4. You’ve recently published your first full-length poetry collection, “Tall as You are Tall Between Them.” What prompted the title? How was the process?
The title was taken from my poem “Inside a Hand Basket at the Burlesque Theater.” The original meaning was one of empowerment, that two monoliths maintain their height and power only when the speaker is figuratively “standing tall” between them—a speaker that is unable to physically stand. When I chose that as a book title, I believe I was subconsciously thinking of the way in which the book (when thought of as a living being) could gain strength or power each time a reader engages with the material. Julie Marie Wade viewed the title as: “I’m also thinking how everything is measured by something other than itself, the way the title ‘you’ is only tall in relation to ‘them,’ and maybe not tall at all without ‘them.’”
5. Your two pieces forthcoming in MIDTERM tackle an intersection between technological futurism and the construction/deconstruction of gender. How do you generate this discourse within a space that has seen a lot of misogynistic characters, theorists, writings?
Many times the writing space I enter into and create is done with the purpose of creating a safe space to confront and counter injustices, especially misogyny, homophobia, and racism.
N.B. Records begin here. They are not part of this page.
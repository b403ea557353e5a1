use crate::models::GeoBounds;
use serde::{Deserialize, Serialize};

/// Upper bound the vendor UI sends when a price/area filter is unset
pub const UNBOUNDED: &str = "900000000";

/// Filter parameters for the complex marker search
#[derive(Debug, Clone, Serialize, Deserialize)]
#[serde(default)]
pub struct MarkerFilter {
    /// Administrative region code (cortarNo)
    pub cortar_no: String,
    /// Map zoom level the query pretends to be at
    pub zoom: u8,
    /// Colon-joined property kinds, e.g. `APT:ABYG:JGC:PRE`
    pub real_estate_type: String,
    /// RETAIL (sale), RENT (jeonse) or MONTHLY
    pub price_type: String,
}

impl Default for MarkerFilter {
    fn default() -> Self {
        Self {
            cortar_no: "4113510300".to_string(),
            zoom: 16,
            real_estate_type: "APT:ABYG:JGC:PRE".to_string(),
            price_type: "RETAIL".to_string(),
        }
    }
}

impl MarkerFilter {
    /// Full query for `/api/complexes/single-markers/2.0`, in the order the web app sends it
    pub fn query(&self, bounds: &GeoBounds) -> Vec<(&'static str, String)> {
        let mut query = vec![
            ("cortarNo", self.cortar_no.clone()),
            ("zoom", self.zoom.to_string()),
            ("priceType", self.price_type.clone()),
            ("markerId", String::new()),
            ("markerType", String::new()),
            ("selectedComplexNo", String::new()),
            ("selectedComplexBuildingNo", String::new()),
            ("fakeComplexMarker", String::new()),
            ("realEstateType", self.real_estate_type.clone()),
            ("tradeType", String::new()),
            ("tag", ":::::::".to_string()),
            ("rentPriceMin", "0".to_string()),
            ("rentPriceMax", UNBOUNDED.to_string()),
            ("priceMin", "0".to_string()),
            ("priceMax", UNBOUNDED.to_string()),
            ("areaMin", "0".to_string()),
            ("areaMax", UNBOUNDED.to_string()),
            ("oldBuildYears", String::new()),
            ("recentlyBuildYears", String::new()),
            ("minHouseHoldCount", String::new()),
            ("maxHouseHoldCount", String::new()),
            ("showArticle", "false".to_string()),
            ("sameAddressGroup", "false".to_string()),
            ("minMaintenanceCost", String::new()),
            ("maxMaintenanceCost", String::new()),
            ("directions", String::new()),
        ];
        query.extend(bounds.query_pairs());
        query.push(("isPresale", "true".to_string()));
        query
    }
}

/// Query for `/api/articles/complex/{complexNo}`
pub fn article_query(complex_no: &str, trade_type: &str) -> Vec<(&'static str, String)> {
    vec![
        ("complexNo", complex_no.to_string()),
        ("tradeType", trade_type.to_string()),
        ("order", "date".to_string()),
        ("showArticle", "true".to_string()),
    ]
}

/// Query for `/api/developmentplan/{planType}/list`
pub fn plan_query(zoom: u8, bounds: &GeoBounds) -> Vec<(&'static str, String)> {
    let mut query = vec![("zoom", zoom.to_string())];
    query.extend(bounds.query_pairs());
    query
}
I generate this discourse by keeping honesty and fearlessness at the forefront of my mind and doing my best not to dilute my message despite outside pressures or expectations to either censor myself or to stay within certain confines of past social justice themed messages or poems.
6. How did your usage of form develop over time? Do you find the creation of the visual elements of poetry to be engaging, reductive?
In my early work, my poetry forms were inspired by my public readings. I placed line breaks, spaces, and stanza breaks on the page based on where I paused while reading the poem aloud. For my subsequent work I tried more experimental forms as a way to challenge myself and to keep the writing process fresh and exciting. I also tried using forms that some might consider overdone or cliché to see if I could breathe new life into those forms.
7. What would be a piece of advice you give to young writers– especially young queer writers? Why?
My advice to young writers is to be careful about the advice you take from more experienced writers. Discernment is vital because the objective mentors you’re looking for may be harder to find the more promise and talent you have. My advice to young queer writers is to not let others define you or your writing and to be mindful of how much the world needs to hear your voice and perspectives.
ANNIE CHRISTAIN is a professor of composition and ESOL at SUNY Cobleskill and a former artist resident of the Shanghai Swatch Art Peace Hotel and the Arctic Circle Art and Science Expedition. Her poems have appeared in Seneca Review, Oxford Poetry, Prelude, and The Lifted Brow, among others. She was a first-place winner of the Driftwood Press In-House Poem Contest and received the grand prize of the Hart Crane Memorial Poetry Contest, the Greg Grummer Poetry Award, the Oakland School of the Arts Enizagam Poetry Award, and the Neil Shepard Prize in Poetry. Tall As You Are Tall Between Them, her debut book of poetry, was published by C&R Press.